Инквизиция, находящаяся под защитой канонического права и папства, доминировала в судебных процессах XV века в такой степени, какой не было раньше. Именно потому, что в каноническом праве не было четких положений о судопроизводстве в отношении ведьм, инквизиция расширяла свою деятельность так быстро, как только ей удавалось преодолеть или обойти сопротивление местных властей, епископальных или светских судов[404]. Подобное расширение полномочий было бы невозможным без поддержки папства. Деятельность пап XV века по поддержке инквизиции окончательно закрепила ведовство как преступление в каноническом праве, исключив его из сферы суеверий и магии и поместив в гораздо более серьезную категорию ереси.

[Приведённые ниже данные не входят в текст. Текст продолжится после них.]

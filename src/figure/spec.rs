//! Figure spec (figure.json): a weighted, undirected example graph to draw.
//!
//! JSON shape:
//! {
//!   "width": 500,                      // optional, default 500
//!   "height": 400,                     // optional, default 400
//!   "vertices": [
//!     { "label": "A", "x": 445, "y": 338 },
//!     ...
//!   ],
//!   "edges": [
//!     ["IM", 6],                        // two one-character labels + weight
//!     { "from": "O", "to": "E", "weight": 4 },
//!     ...
//!   ]
//! }
//!
//! Vertex order is drawing order. We validate labels, resolve edge endpoints
//! to vertex indices and reject dangling edges.

use crate::Result;

use anyhow::{Context, bail};
use serde::Deserialize;
use std::collections::HashMap;
use std::path::Path;

fn default_width() -> f64 {
    500.0
}

fn default_height() -> f64 {
    400.0
}

#[derive(Debug, Clone, Deserialize)]
pub struct FigureSpec {
    #[serde(default = "default_width")]
    pub width: f64,

    #[serde(default = "default_height")]
    pub height: f64,

    #[serde(default)]
    pub vertices: Vec<RawVertex>,

    #[serde(default)]
    pub edges: Vec<EdgeRefSpec>,
}

#[derive(Debug, Clone, Deserialize)]
pub struct RawVertex {
    pub label: String,
    pub x: f64,
    pub y: f64,
}

/// Edge references in figure.json.
#[derive(Debug, Clone, Deserialize)]
#[serde(untagged)]
pub enum EdgeRefSpec {
    // Compact shape: ["IM", 6]
    Pair(String, f64),
    // Explicit shape: { "from": "I", "to": "M", "weight": 6 }
    Explicit { from: String, to: String, weight: f64 },
}

/// Validated figure ready for rendering.
#[derive(Debug, Clone)]
pub struct Figure {
    pub width: f64,
    pub height: f64,
    pub vertices: Vec<Vertex>,
    pub edges: Vec<Edge>,
}

#[derive(Debug, Clone, PartialEq)]
pub struct Vertex {
    pub label: String,
    pub x: f64,
    pub y: f64,
}

/// Endpoints are indices into `Figure::vertices`.
#[derive(Debug, Clone, PartialEq)]
pub struct Edge {
    pub from: usize,
    pub to: usize,
    pub weight: f64,
}

impl FigureSpec {
    pub fn from_file(path: &Path) -> Result<Self> {
        let text = std::fs::read_to_string(path)
            .with_context(|| format!("read figure file {}", path.display()))?;
        serde_json::from_str(&text)
            .with_context(|| format!("parse figure file {}", path.display()))
    }

    /// The 16-vertex graph used in the recording research notes.
    pub fn example() -> Self {
        const VERTICES: [(&str, f64, f64); 16] = [
            ("A", 445.0, 338.0),
            ("B", 312.0, 137.0),
            ("C", 68.0, 238.0),
            ("D", 63.0, 335.0),
            ("E", 443.0, 49.0),
            ("F", 185.0, 244.0),
            ("G", 61.0, 143.0),
            ("H", 187.0, 132.0),
            ("I", 50.0, 46.0),
            ("J", 306.0, 245.0),
            ("K", 193.0, 339.0),
            ("L", 437.0, 136.0),
            ("M", 177.0, 40.0),
            ("N", 310.0, 348.0),
            ("O", 305.0, 41.0),
            ("P", 443.0, 242.0),
        ];
        const EDGES: [(&str, f64); 19] = [
            ("IM", 6.0),
            ("MH", 8.0),
            ("OE", 4.0),
            ("OB", 9.0),
            ("OL", 15.0),
            ("GH", 4.0),
            ("GF", 10.0),
            ("HB", 11.0),
            ("HF", 6.0),
            ("HJ", 13.0),
            ("BL", 4.0),
            ("BP", 10.0),
            ("LP", 7.0),
            ("FJ", 12.0),
            ("JN", 10.0),
            ("PN", 7.0),
            ("KN", 3.0),
            ("NA", 6.0),
            ("CD", 2.0),
        ];

        FigureSpec {
            width: default_width(),
            height: default_height(),
            vertices: VERTICES
                .iter()
                .map(|&(label, x, y)| RawVertex {
                    label: label.to_string(),
                    x,
                    y,
                })
                .collect(),
            edges: EDGES
                .iter()
                .map(|&(pair, w)| EdgeRefSpec::Pair(pair.to_string(), w))
                .collect(),
        }
    }

    /// Check labels are unique and every edge endpoint exists.
    pub fn validate_and_build(&self) -> Result<Figure> {
        if self.vertices.is_empty() {
            bail!("figure contains no vertices");
        }
        if self.width <= 0.0 || self.height <= 0.0 {
            bail!("figure canvas must be positive, got {}x{}", self.width, self.height);
        }

        let mut index: HashMap<&str, usize> = HashMap::new();
        let mut vertices = Vec::with_capacity(self.vertices.len());
        for (i, raw) in self.vertices.iter().enumerate() {
            if raw.label.is_empty() {
                bail!("vertex #{} has an empty label", i);
            }
            if index.insert(raw.label.as_str(), i).is_some() {
                bail!("duplicate vertex label in figure: {}", raw.label);
            }
            vertices.push(Vertex {
                label: raw.label.clone(),
                x: raw.x,
                y: raw.y,
            });
        }

        let lookup = |label: &str| -> Result<usize> {
            match index.get(label) {
                Some(&i) => Ok(i),
                None => bail!("edge references unknown vertex: {}", label),
            }
        };

        let mut edges = Vec::with_capacity(self.edges.len());
        for edge in &self.edges {
            let (from, to, weight) = match edge {
                EdgeRefSpec::Pair(pair, weight) => {
                    let mut ends = pair.chars();
                    match (ends.next(), ends.next(), ends.next()) {
                        (Some(a), Some(b), None) => {
                            (lookup(&a.to_string())?, lookup(&b.to_string())?, *weight)
                        }
                        _ => bail!(
                            "edge {:?} must name exactly two one-character vertices",
                            pair
                        ),
                    }
                }
                EdgeRefSpec::Explicit { from, to, weight } => (lookup(from)?, lookup(to)?, *weight),
            };
            edges.push(Edge { from, to, weight });
        }

        Ok(Figure {
            width: self.width,
            height: self.height,
            vertices,
            edges,
        })
    }
}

В ряде булл папа Евгений IV (1431–1447) приказал инквизиции действовать против магов и прорицателей, чьи преступления он определил в терминах классического ведовства: жертвоприношение демонам, молитвы им и воздание почестей, осквернение креста, заключение договоров с дьяволом[405]. Буллы Евгения были самыми недвусмысленными из всех, что издавали папы в XV веке, хотя и его преемник Николай V (1447–1455) ясно дал понять, что инквизиция может преследовать колдунов и ведьм, даже если их связь с ересью сомнительна[406].
Еще одну лепту в феномен ведовства со стороны папства внес Иннокентий VIII (1484–1492), великий покровитель искусств и литературы эпохи Возрождения, который опубликовал свою печально известную буллу Summis desiderantes affectibus 5 декабря 1484 года.[407] Булла была опубликована в ответ на жалобы Генриха Крамера и Якоба Шпренгера, будущих авторов «Молота ведьм», которым нужна была поддержка Святого Престола для противодействия местным властям в Альпах. Важность Summis desiderantes всегда принималась историками; булла была включена в качестве апологетического предисловия в «Молот ведьм» и раз и навсегда установила, что инквизиционное преследование ведьм получало полное одобрение папства, и тем самым поспособствовала кровавым бойням следующего столетия. Тем не менее эта булла внесла меньший вклад в формирование самого феномена ведьм, чем «Молот ведьм» или булла папы Евгения IV. Помимо инкубов, заклинаний и малефициума, в булле не много классических проявлений феномена ведьм, включая шабаш и сопутствующие ему элементы. В других своих посланиях Иннокентий дал определение ведовству как ереси, но нигде не определял ведовство, используя основные его элементы[408]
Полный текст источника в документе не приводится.